Chapter 443
Chapter 443
Chapter 443 – DAISY (7)
Sudah sekitar sepuluh hari sejak Ayah terbaring sakit.
“Aaaah! Gahaaaagh!”
“Diam. Bajuku jadi berlumuran darah.”
Aku menyewa sebuah rumah besar di Amstel, tempat Aku menyiksa para tahanan. Selama Ayah tinggal di rumah besar itu, mata-mata dari berbagai bangsa berkumpul untuk mengawasinya. Di antara mereka, agen-agen dari Republik Habsburg sangat keji. Mereka terus-menerus berjingkat-jingkat, mati-matian ingin mendapatkan informasi.
Yang ini, tidak diragukan lagi, dikirim oleh wanita itu, Konsul Elizabeth.
Dia adalah wanita yang sangat diperhatikan Ayah. Menurut rumor, dia memang cantik.

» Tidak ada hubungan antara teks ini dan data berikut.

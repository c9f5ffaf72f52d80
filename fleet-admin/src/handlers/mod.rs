pub mod alerts;
pub mod analytics;
pub mod assignments;
pub mod bikes;
pub mod health;
pub mod maintenance;
pub mod payments;
pub mod riders;
pub mod tickets;

use chrono::{DateTime, Utc};
use futures::TryStreamExt;
use mongodb::bson::{doc, to_bson, Bson, Document};
use mongodb::options::{FindOneAndUpdateOptions, ReturnDocument};
use mongodb::Collection;
use serde::de::DeserializeOwned;
use serde::Serialize;

use crate::models::datetime::bson_date;
use fleet_core::error::AppError;
use fleet_core::pagination::{Page, Pagination};

/// Options that make `find_one_and_update` return the updated document.
pub(crate) fn return_updated() -> FindOneAndUpdateOptions {
    FindOneAndUpdateOptions::builder()
        .return_document(ReturnDocument::After)
        .build()
}

/// Run one page of a filtered, sorted listing along with its total count.
pub(crate) async fn fetch_page<T>(
    collection: &Collection<T>,
    filter: Document,
    page: &Page,
) -> Result<(Vec<T>, Pagination), AppError>
where
    T: DeserializeOwned + Unpin + Send + Sync,
{
    let total = collection.count_documents(filter.clone(), None).await?;
    let items: Vec<T> = collection
        .find(filter, page.find_options())
        .await?
        .try_collect()
        .await?;
    Ok((items, page.pagination(total)))
}

/// Fetch by id regardless of the soft-delete flag.
pub(crate) async fn find_by_id<T>(
    collection: &Collection<T>,
    entity: &str,
    id: &str,
) -> Result<T, AppError>
where
    T: DeserializeOwned + Unpin + Send + Sync,
{
    collection
        .find_one(doc! { "_id": id }, None)
        .await?
        .ok_or_else(|| AppError::not_found(entity, id))
}

/// Fetch by id, treating soft-deleted documents as missing.
pub(crate) async fn find_active<T>(
    collection: &Collection<T>,
    entity: &str,
    id: &str,
) -> Result<T, AppError>
where
    T: DeserializeOwned + Unpin + Send + Sync,
{
    collection
        .find_one(doc! { "_id": id, "is_active": true }, None)
        .await?
        .ok_or_else(|| AppError::not_found(entity, id))
}

/// Builds a `$set` from the fields present in a partial update.
pub(crate) struct Changes {
    set: Document,
}

impl Changes {
    pub fn new(now: DateTime<Utc>) -> Self {
        Self {
            set: doc! { "updated_at": bson_date(now) },
        }
    }

    pub fn value(mut self, key: &str, value: Option<impl Into<Bson>>) -> Self {
        if let Some(value) = value {
            self.set.insert(key, value.into());
        }
        self
    }

    pub fn date(mut self, key: &str, value: Option<DateTime<Utc>>) -> Self {
        if let Some(value) = value {
            self.set.insert(key, bson_date(value));
        }
        self
    }

    pub fn nested<T: Serialize>(mut self, key: &str, value: Option<&T>) -> Result<Self, AppError> {
        if let Some(value) = value {
            self.set.insert(key, to_bson(value)?);
        }
        Ok(self)
    }

    pub fn into_update(self) -> Document {
        doc! { "$set": self.set }
    }
}

#[cfg(test)]
mod tests {
    use super::*;

    #[test]
    fn only_present_fields_are_set() {
        let now = Utc::now();
        let update = Changes::new(now)
            .value("name", Some("Asha"))
            .value("email", None::<String>)
            .date("due_date", Some(now))
            .into_update();

        let set = update.get_document("$set").unwrap();
        assert_eq!(set.get_str("name").unwrap(), "Asha");
        assert!(!set.contains_key("email"));
        assert!(set.contains_key("due_date"));
        assert!(set.contains_key("updated_at"));
    }
}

Bahkan namanya pun agak menjengkelkan. Itu bukan prasangka—itu hanya fakta. Entah kenapa, aku memang tidak suka nama Elizabeth sejak aku masih kecil.
“Gahaaaagh!”
“Oh.”
Sepertinya aku salah menilai kekuatanku. Tahanan itu pingsan saat disiksa. Aku menekan tusuk sate terlalu keras dan merobek terlalu banyak daging tanpa menyadarinya.
“Maafkan aku.”
Aku membungkuk sopan.
“Aku hanya bermaksud mengupas sedikit dagingnya, tapi aku tak sengaja menyerempet area dekat jantung. Lain kali aku akan memastikan untuk melakukan penyiksaan dengan benar.”
“…Pff… hhpp….”
Tahanan itu berbusa di mulutnya tanpa sepatah kata pun. Inilah mengapa tenggelam dalam pikiran selama penyiksaan itu berbahaya. Aku telah memberikan semua rangsangan sekaligus, padahal seharusnya diberikan secara perlahan dan metodis. Jika itu tahanan biasa, mereka pasti langsung mati. Untungnya, yang ini seorang ksatria dengan fisik yang kuat.
“Tapi kenapa Konsul Habsburg terus mengirim pembunuh di setiap kesempatan? Katakan padaku, Tuan Knight. Apa dia benar-benar berpikir orang sepertimu bisa membunuh Ayah? Itu misteri. Bahkan melempar telur ke batu pun ada batasnya.”
“….”
“Atau mungkin dia percaya bahwa dia punya hak untuk membunuh Ayah.”
Fwip—tanganku sedikit terpeleset. Saat itu, pria tak sadarkan diri itu tersentak bangun dan berteriak sekeras-kerasnya, suaranya menggelegar di udara.
“Hgh, ha, khaaaaargh!”
“Ups.”
Kesalahan lainnya.
Pria itu menderita luka yang tak terobati. Tak ada cara lain. Bahkan seorang ksatria pun akan kesulitan pulih dari luka sedalam ini. Sebagai permintaan maaf atas kecerobohanku, Aku memutuskan untuk mengakhiri penyiksaan di sini. Dengan kata lain, Aku menghunus belati dan menusukkannya ke leher tahanan itu.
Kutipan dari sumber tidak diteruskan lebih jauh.